Directions for this task - Your answer should be each line of the entries that contains the word "routes", copied in full.

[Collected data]
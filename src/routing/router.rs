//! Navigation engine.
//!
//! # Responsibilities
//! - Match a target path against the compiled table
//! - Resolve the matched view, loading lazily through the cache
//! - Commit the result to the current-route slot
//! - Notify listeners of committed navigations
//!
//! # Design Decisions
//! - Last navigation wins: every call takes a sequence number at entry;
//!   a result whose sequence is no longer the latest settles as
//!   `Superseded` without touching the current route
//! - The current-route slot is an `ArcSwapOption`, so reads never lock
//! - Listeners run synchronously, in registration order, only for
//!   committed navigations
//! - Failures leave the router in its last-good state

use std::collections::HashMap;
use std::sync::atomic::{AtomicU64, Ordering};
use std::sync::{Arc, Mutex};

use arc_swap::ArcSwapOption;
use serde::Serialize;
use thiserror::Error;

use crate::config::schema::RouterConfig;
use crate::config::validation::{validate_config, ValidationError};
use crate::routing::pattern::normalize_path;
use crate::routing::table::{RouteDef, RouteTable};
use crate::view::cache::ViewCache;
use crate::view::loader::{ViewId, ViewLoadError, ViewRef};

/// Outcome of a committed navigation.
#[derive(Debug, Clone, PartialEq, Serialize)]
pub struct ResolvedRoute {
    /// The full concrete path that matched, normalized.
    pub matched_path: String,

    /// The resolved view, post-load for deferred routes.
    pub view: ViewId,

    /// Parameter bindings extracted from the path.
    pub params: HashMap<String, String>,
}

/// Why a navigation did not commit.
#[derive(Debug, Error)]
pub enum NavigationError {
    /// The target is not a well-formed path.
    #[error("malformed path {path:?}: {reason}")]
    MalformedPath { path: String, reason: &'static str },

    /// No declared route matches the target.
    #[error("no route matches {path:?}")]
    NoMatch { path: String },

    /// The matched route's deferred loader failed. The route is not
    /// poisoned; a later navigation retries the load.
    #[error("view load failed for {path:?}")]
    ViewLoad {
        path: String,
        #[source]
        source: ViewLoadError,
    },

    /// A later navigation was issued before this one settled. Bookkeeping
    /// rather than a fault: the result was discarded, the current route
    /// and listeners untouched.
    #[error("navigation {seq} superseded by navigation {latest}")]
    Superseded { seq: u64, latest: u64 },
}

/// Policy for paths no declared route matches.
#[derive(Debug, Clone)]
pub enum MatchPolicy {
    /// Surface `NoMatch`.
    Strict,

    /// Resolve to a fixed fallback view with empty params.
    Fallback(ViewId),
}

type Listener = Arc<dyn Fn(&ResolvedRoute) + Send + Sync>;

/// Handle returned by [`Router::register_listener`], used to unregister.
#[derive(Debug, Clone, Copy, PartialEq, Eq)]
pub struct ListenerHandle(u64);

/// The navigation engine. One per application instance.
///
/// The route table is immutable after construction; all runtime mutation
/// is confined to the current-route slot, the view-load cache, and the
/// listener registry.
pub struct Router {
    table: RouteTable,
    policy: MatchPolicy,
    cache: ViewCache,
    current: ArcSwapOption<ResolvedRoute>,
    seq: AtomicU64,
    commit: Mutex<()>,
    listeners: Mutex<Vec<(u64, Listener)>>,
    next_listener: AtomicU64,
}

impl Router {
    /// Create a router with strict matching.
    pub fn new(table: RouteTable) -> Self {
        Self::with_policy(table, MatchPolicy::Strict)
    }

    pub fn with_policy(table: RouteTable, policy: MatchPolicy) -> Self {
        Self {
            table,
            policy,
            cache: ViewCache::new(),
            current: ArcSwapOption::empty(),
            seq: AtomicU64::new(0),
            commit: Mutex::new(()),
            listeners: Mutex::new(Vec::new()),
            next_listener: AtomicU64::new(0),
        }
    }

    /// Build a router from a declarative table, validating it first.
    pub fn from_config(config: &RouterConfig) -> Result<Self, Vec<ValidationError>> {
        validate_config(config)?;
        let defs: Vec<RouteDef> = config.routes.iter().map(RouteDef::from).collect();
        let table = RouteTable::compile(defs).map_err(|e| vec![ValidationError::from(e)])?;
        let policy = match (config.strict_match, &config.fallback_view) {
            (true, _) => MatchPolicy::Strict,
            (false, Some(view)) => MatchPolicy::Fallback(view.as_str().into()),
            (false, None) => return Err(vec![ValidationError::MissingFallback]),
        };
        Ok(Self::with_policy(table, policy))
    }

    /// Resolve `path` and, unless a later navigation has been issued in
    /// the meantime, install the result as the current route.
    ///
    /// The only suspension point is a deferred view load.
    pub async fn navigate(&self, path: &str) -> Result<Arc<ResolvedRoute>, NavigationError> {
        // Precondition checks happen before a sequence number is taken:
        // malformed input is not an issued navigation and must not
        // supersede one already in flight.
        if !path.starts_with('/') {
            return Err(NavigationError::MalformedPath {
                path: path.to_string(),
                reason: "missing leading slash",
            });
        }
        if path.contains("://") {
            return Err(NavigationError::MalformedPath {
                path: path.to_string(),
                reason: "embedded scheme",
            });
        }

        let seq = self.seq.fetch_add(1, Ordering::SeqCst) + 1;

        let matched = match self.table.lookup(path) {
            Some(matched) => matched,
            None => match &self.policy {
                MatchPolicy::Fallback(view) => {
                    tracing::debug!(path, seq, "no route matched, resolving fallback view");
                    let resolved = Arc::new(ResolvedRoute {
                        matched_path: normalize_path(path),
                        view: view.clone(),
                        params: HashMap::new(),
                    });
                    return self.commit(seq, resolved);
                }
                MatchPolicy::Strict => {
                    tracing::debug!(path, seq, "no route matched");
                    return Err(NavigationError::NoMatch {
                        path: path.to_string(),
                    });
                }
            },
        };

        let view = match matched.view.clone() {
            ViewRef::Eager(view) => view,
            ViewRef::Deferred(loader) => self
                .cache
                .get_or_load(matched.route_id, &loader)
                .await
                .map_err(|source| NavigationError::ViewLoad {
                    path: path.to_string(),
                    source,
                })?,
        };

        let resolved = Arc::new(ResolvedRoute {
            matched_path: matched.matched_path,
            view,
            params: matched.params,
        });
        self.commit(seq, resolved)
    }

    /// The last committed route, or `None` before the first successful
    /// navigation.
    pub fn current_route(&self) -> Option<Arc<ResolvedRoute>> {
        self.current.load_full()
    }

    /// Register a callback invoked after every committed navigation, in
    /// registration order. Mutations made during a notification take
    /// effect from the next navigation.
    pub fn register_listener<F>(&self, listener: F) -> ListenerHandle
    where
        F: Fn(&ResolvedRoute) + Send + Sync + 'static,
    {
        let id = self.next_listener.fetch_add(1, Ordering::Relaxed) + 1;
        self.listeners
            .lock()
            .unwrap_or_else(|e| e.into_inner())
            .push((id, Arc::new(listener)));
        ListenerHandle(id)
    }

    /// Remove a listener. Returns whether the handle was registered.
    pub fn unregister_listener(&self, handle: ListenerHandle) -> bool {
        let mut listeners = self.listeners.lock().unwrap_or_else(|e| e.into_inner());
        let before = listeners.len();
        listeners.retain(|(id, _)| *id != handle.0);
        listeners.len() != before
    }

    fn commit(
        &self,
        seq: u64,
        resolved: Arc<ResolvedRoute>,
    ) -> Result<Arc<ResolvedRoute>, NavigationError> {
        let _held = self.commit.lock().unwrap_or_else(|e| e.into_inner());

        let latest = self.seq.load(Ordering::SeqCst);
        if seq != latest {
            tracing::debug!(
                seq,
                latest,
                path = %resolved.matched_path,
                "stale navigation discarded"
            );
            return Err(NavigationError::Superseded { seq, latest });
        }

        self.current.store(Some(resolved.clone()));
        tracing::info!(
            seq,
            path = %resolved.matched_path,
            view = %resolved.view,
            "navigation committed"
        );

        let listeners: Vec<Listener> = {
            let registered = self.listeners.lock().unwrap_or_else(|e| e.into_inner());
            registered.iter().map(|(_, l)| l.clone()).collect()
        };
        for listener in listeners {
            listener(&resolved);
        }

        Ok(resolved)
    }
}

Answer section -
    /// The resolved view, post-load for deferred routes.
        let defs: Vec<RouteDef> = config.routes.iter().map(RouteDef::from).collect();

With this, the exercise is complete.